Awesome
DypFISH
Introduction
DypFISH is a python library designed for the analysis of mRNA and protein distributions in single cell confocal images. Using this library it is possible to analyse patterns of clustering of mRNA and proteins, dependencies of mRNA-protein localization on MTOC orientation as well as interdependent dynamics globally and at specific subcellular locations.
DypFISH library functions take as input the preprocessed images stored in HDF5 files.
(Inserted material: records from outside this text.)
#[cfg(test)]
mod tests {
    use super::*;

    #[test]
    fn test_render_template_positional() {
        assert_eq!(
            render_template("ALTER TABLE {0} DROP COLUMN {1}", &["t", "c"]),
            "ALTER TABLE t DROP COLUMN c"
        );
        assert_eq!(render_template("{1} {0} {1}", &["a", "b"]), "b a b");
    }

    #[test]
    fn test_render_template_keeps_stray_braces() {
        assert_eq!(render_template("{x} {0}", &["a"]), "{x} a");
        assert_eq!(render_template("open {", &[]), "open {");
        assert_eq!(render_template("{3}", &["a"]), "");
    }

    #[test]
    fn test_render_template_does_not_rescan_arguments() {
        assert_eq!(render_template("{0}", &["{1}", "x"]), "{1}");
    }

    #[test]
    fn test_non_finite_floats_are_rejected() {
        let dialect = for_provider(DatabaseProvider::PostgreSql);
        assert_eq!(dialect.quote_value(&SqlValue::Float(1.5)).unwrap(), "1.5");
        for value in [f64::NAN, f64::INFINITY, f64::NEG_INFINITY] {
            assert!(matches!(
                dialect.quote_value(&SqlValue::Float(value)),
                Err(DdlError::Configuration(_))
            ));
        }
    }

    #[test]
    fn test_hex_upper() {
        assert_eq!(hex_upper(&[0x00, 0xAB, 0x7F]), "00AB7F");
        assert_eq!(hex_upper(&[]), "");
    }

    #[test]
    fn test_catalog_matches_provider() {
        for provider in DatabaseProvider::ALL {
            assert_eq!(for_provider(provider).provider(), provider);
        }
    }
}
Examples of analysis scripts that use our library for different spatial and temporal statistics on mRNA FISH and protein IF data are also provided.
Provided datasets
Datasets corresponding to the results presented in the manuscript "DypFISH: Dynamic Patterned FISH to Interrogate RNA and Protein Spatial and Temporal Subcellular Distribution" by A. Savulescu et al. are available on Zenodo.
They should be appropriately placed under the data
subdirectory, e.g. the chx
dataset should uncompressed in the data/savulescu/chx
subfolder.
Each subdirectory in data
contains a README, configuration files (see explanation below) and will eventually stores all analysis results.
Installing DypFISH
System Requirements
DypFISH installation requires an Unix environment with python 3.7. It was tested under Linux and MacOS environments.
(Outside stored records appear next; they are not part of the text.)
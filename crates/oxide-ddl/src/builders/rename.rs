use std::marker::PhantomData;

use super::{HasTable, NoTable};
use crate::context::{ExprId, MigrationContext};
use crate::expressions::{RenameColumn, RenameTable};

/// Renames a table.
#[derive(Debug)]
pub struct RenameTableBuilder<'a> {
    ctx: &'a mut MigrationContext,
    id: ExprId<RenameTable>,
}

impl<'a> RenameTableBuilder<'a> {
    pub(crate) const fn new(ctx: &'a mut MigrationContext, id: ExprId<RenameTable>) -> Self {
        Self { ctx, id }
    }

    pub fn in_schema(mut self, schema: impl Into<String>) -> Self {
        self.ctx.get_mut(self.id).schema_name = Some(schema.into());
        self
    }

    /// Sets the new table name.
    pub fn to(mut self, new_name: impl Into<String>) -> ExprId<RenameTable> {
        self.ctx.get_mut(self.id).new_name = Some(new_name.into());
        self.id
    }
}

/// Renames a column.
#[derive(Debug)]
pub struct RenameColumnBuilder<'a, S> {
    ctx: &'a mut MigrationContext,
    id: ExprId<RenameColumn>,
    _state: PhantomData<S>,
}

impl<'a, S> RenameColumnBuilder<'a, S> {
    pub(crate) const fn new(ctx: &'a mut MigrationContext, id: ExprId<RenameColumn>) -> Self {
        Self {
            ctx,
            id,
            _state: PhantomData,
        }
    }

    fn expression(&mut self) -> &mut RenameColumn {
        self.ctx.get_mut(self.id)
    }
}

impl<'a> RenameColumnBuilder<'a, NoTable> {
    pub fn in_schema(mut self, schema: impl Into<String>) -> Self {
        self.expression().schema_name = Some(schema.into());
        self
    }

    pub fn on_table(mut self, table: impl Into<String>) -> RenameColumnBuilder<'a, HasTable> {
        self.expression().table_name = table.into();
        RenameColumnBuilder::new(self.ctx, self.id)
    }
}

impl RenameColumnBuilder<'_, HasTable> {
    /// Sets the new column name.
    pub fn to(mut self, new_name: impl Into<String>) -> ExprId<RenameColumn> {
        self.expression().new_name = Some(new_name.into());
        self.id
    }
}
In order to run DypFISH your installation should include pip.
Installation
The full installation process should take less than 15 minutes on a standard computer.
Clone the repository from github
git clone https://github.com/cbib/dypfish.git
Go to the DypFISH root folder
cd dypfish/
Install dependencies via CONDA
If you have Conda install, you can create the dypfish conda environment using dypfish.yml First you need to set the prefix of your conda installation (path to envs directory) in dypfish.yml. Then to create the environment:
conda env create -f tools/envs/dypfish.yml
Then activate the environment:
conda activate dypfish
Install dependencies via PIP (No conda installation)
If you don't have Conda installed in your system, you can install python dependencies via pip program:
pip install -r requirements.txt
Add the src directory to the Python path:
export PYTHONPATH=${PYTHONPATH}:$(pwd)/src
Matplotlib targets many different use cases and output formats. DypFISH uses non-interactive backend AGG (PNG output - high quality images using the Anti-Grain Geometry engine)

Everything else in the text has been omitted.